*To do*
Reproduce every line of the material, exactly as given.
Input data Block Start
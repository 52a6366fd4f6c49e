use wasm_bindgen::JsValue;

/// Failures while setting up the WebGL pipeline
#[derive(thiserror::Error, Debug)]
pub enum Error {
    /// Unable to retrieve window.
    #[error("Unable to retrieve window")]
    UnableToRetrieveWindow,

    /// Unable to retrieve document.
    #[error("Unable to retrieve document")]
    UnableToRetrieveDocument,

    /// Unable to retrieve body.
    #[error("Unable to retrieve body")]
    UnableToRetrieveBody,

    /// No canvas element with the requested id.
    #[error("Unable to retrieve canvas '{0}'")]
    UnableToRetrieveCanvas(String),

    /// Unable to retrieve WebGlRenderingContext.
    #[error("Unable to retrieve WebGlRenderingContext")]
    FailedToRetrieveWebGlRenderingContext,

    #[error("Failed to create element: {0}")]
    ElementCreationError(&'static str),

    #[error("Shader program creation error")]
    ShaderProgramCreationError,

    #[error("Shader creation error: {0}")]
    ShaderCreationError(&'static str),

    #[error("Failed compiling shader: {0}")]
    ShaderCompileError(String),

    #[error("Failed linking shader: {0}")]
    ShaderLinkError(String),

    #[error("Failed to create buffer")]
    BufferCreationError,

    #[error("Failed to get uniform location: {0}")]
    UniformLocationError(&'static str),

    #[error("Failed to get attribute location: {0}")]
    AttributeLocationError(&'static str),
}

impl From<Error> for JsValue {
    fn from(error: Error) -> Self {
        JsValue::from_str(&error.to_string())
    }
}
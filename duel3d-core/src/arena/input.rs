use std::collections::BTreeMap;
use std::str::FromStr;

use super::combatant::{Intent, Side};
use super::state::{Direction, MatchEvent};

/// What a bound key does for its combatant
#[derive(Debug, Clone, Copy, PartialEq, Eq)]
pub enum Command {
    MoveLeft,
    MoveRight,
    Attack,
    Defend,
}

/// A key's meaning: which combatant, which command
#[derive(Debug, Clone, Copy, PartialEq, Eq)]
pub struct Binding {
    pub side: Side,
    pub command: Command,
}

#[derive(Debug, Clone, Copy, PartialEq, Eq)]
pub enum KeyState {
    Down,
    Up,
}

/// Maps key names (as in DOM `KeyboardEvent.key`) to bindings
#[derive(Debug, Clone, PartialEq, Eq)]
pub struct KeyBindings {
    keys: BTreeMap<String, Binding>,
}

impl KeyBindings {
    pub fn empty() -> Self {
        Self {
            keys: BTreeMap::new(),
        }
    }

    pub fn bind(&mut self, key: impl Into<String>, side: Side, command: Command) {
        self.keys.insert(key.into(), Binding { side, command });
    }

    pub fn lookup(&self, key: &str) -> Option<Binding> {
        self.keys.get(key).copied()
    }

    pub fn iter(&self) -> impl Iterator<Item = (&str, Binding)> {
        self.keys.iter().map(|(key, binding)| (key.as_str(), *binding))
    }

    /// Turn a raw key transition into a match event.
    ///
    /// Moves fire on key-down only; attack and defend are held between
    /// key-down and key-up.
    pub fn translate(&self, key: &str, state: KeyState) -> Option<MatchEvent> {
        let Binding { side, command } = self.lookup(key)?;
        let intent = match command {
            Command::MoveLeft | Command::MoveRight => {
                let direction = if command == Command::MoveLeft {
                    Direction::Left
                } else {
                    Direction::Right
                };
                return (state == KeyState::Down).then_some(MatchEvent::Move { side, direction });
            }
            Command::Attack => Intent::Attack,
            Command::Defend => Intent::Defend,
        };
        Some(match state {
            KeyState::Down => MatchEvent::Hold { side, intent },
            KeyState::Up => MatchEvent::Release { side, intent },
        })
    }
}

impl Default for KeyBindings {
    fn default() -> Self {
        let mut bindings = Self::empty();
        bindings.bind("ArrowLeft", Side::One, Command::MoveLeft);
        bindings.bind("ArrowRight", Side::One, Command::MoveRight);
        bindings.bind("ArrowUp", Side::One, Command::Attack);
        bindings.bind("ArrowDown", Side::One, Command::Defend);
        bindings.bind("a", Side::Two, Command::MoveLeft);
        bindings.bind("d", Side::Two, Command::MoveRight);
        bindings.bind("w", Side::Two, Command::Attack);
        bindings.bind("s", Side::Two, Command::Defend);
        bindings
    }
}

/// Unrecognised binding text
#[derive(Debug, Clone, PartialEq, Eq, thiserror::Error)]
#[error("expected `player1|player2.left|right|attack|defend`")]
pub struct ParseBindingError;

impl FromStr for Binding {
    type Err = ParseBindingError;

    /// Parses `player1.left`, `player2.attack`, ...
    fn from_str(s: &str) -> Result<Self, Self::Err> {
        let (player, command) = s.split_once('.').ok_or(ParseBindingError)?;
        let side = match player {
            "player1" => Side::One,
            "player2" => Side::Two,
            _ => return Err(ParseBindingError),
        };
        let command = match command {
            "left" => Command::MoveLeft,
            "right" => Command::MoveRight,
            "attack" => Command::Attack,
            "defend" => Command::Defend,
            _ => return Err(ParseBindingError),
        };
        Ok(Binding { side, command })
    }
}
Input data Block End
*Result of the task*
repository 52a6366fd4f6c49e
use wasm_bindgen::JsValue;

/// Failures while setting up the WebGL pipeline
#[derive(thiserror::Error, Debug)]
pub enum Error {
    /// Unable to retrieve window.
    #[error("Unable to retrieve window")]
    UnableToRetrieveWindow,

    /// Unable to retrieve document.
    #[error("Unable to retrieve document")]
    UnableToRetrieveDocument,

    /// Unable to retrieve body.
    #[error("Unable to retrieve body")]
    UnableToRetrieveBody,

    /// No canvas element with the requested id.
    #[error("Unable to retrieve canvas '{0}'")]
    UnableToRetrieveCanvas(String),

    /// Unable to retrieve WebGlRenderingContext.
    #[error("Unable to retrieve WebGlRenderingContext")]
    FailedToRetrieveWebGlRenderingContext,

    #[error("Failed to create element: {0}")]
    ElementCreationError(&'static str),

    #[error("Shader program creation error")]
    ShaderProgramCreationError,

    #[error("Shader creation error: {0}")]
    ShaderCreationError(&'static str),

    #[error("Failed compiling shader: {0}")]
    ShaderCompileError(String),

    #[error("Failed linking shader: {0}")]
    ShaderLinkError(String),

    #[error("Failed to create buffer")]
    BufferCreationError,

    #[error("Failed to get uniform location: {0}")]
    UniformLocationError(&'static str),

    #[error("Failed to get attribute location: {0}")]
    AttributeLocationError(&'static str),
}

impl From<Error> for JsValue {
    fn from(error: Error) -> Self {
        JsValue::from_str(&error.to_string())
    }
}
filename duel3d-core/src/arena/input.rs
use std::collections::BTreeMap;
use std::str::FromStr;

use super::combatant::{Intent, Side};
use super::state::{Direction, MatchEvent};

/// What a bound key does for its combatant
#[derive(Debug, Clone, Copy, PartialEq, Eq)]
pub enum Command {
    MoveLeft,
    MoveRight,
    Attack,
    Defend,
}

/// A key's meaning: which combatant, which command
#[derive(Debug, Clone, Copy, PartialEq, Eq)]
pub struct Binding {
    pub side: Side,
    pub command: Command,
}

#[derive(Debug, Clone, Copy, PartialEq, Eq)]
pub enum KeyState {
    Down,
    Up,
}

/// Maps key names (as in DOM `KeyboardEvent.key`) to bindings
#[derive(Debug, Clone, PartialEq, Eq)]
pub struct KeyBindings {
    keys: BTreeMap<String, Binding>,
}

impl KeyBindings {
    pub fn empty() -> Self {
        Self {
            keys: BTreeMap::new(),
        }
    }

    pub fn bind(&mut self, key: impl Into<String>, side: Side, command: Command) {
        self.keys.insert(key.into(), Binding { side, command });
    }

    pub fn lookup(&self, key: &str) -> Option<Binding> {
        self.keys.get(key).copied()
    }

    pub fn iter(&self) -> impl Iterator<Item = (&str, Binding)> {
        self.keys.iter().map(|(key, binding)| (key.as_str(), *binding))
    }

    /// Turn a raw key transition into a match event.
    ///
    /// Moves fire on key-down only; attack and defend are held between
    /// key-down and key-up.
    pub fn translate(&self, key: &str, state: KeyState) -> Option<MatchEvent> {
        let Binding { side, command } = self.lookup(key)?;
        let intent = match command {
            Command::MoveLeft | Command::MoveRight => {
                let direction = if command == Command::MoveLeft {
                    Direction::Left
                } else {
                    Direction::Right
                };
                return (state == KeyState::Down).then_some(MatchEvent::Move { side, direction });
            }
            Command::Attack => Intent::Attack,
            Command::Defend => Intent::Defend,
        };
        Some(match state {
            KeyState::Down => MatchEvent::Hold { side, intent },
            KeyState::Up => MatchEvent::Release { side, intent },
        })
    }
}

impl Default for KeyBindings {
    fn default() -> Self {
        let mut bindings = Self::empty();
        bindings.bind("ArrowLeft", Side::One, Command::MoveLeft);
        bindings.bind("ArrowRight", Side::One, Command::MoveRight);
        bindings.bind("ArrowUp", Side::One, Command::Attack);
        bindings.bind("ArrowDown", Side::One, Command::Defend);
        bindings.bind("a", Side::Two, Command::MoveLeft);
        bindings.bind("d", Side::Two, Command::MoveRight);
        bindings.bind("w", Side::Two, Command::Attack);
        bindings.bind("s", Side::Two, Command::Defend);
        bindings
    }
}

/// Unrecognised binding text
#[derive(Debug, Clone, PartialEq, Eq, thiserror::Error)]
#[error("expected `player1|player2.left|right|attack|defend`")]
pub struct ParseBindingError;

impl FromStr for Binding {
    type Err = ParseBindingError;

    /// Parses `player1.left`, `player2.attack`, ...
    fn from_str(s: &str) -> Result<Self, Self::Err> {
        let (player, command) = s.split_once('.').ok_or(ParseBindingError)?;
        let side = match player {
            "player1" => Side::One,
            "player2" => Side::Two,
            _ => return Err(ParseBindingError),
        };
        let command = match command {
            "left" => Command::MoveLeft,
            "right" => Command::MoveRight,
            "attack" => Command::Attack,
            "defend" => Command::Defend,
            _ => return Err(ParseBindingError),
        };
        Ok(Binding { side, command })
    }
}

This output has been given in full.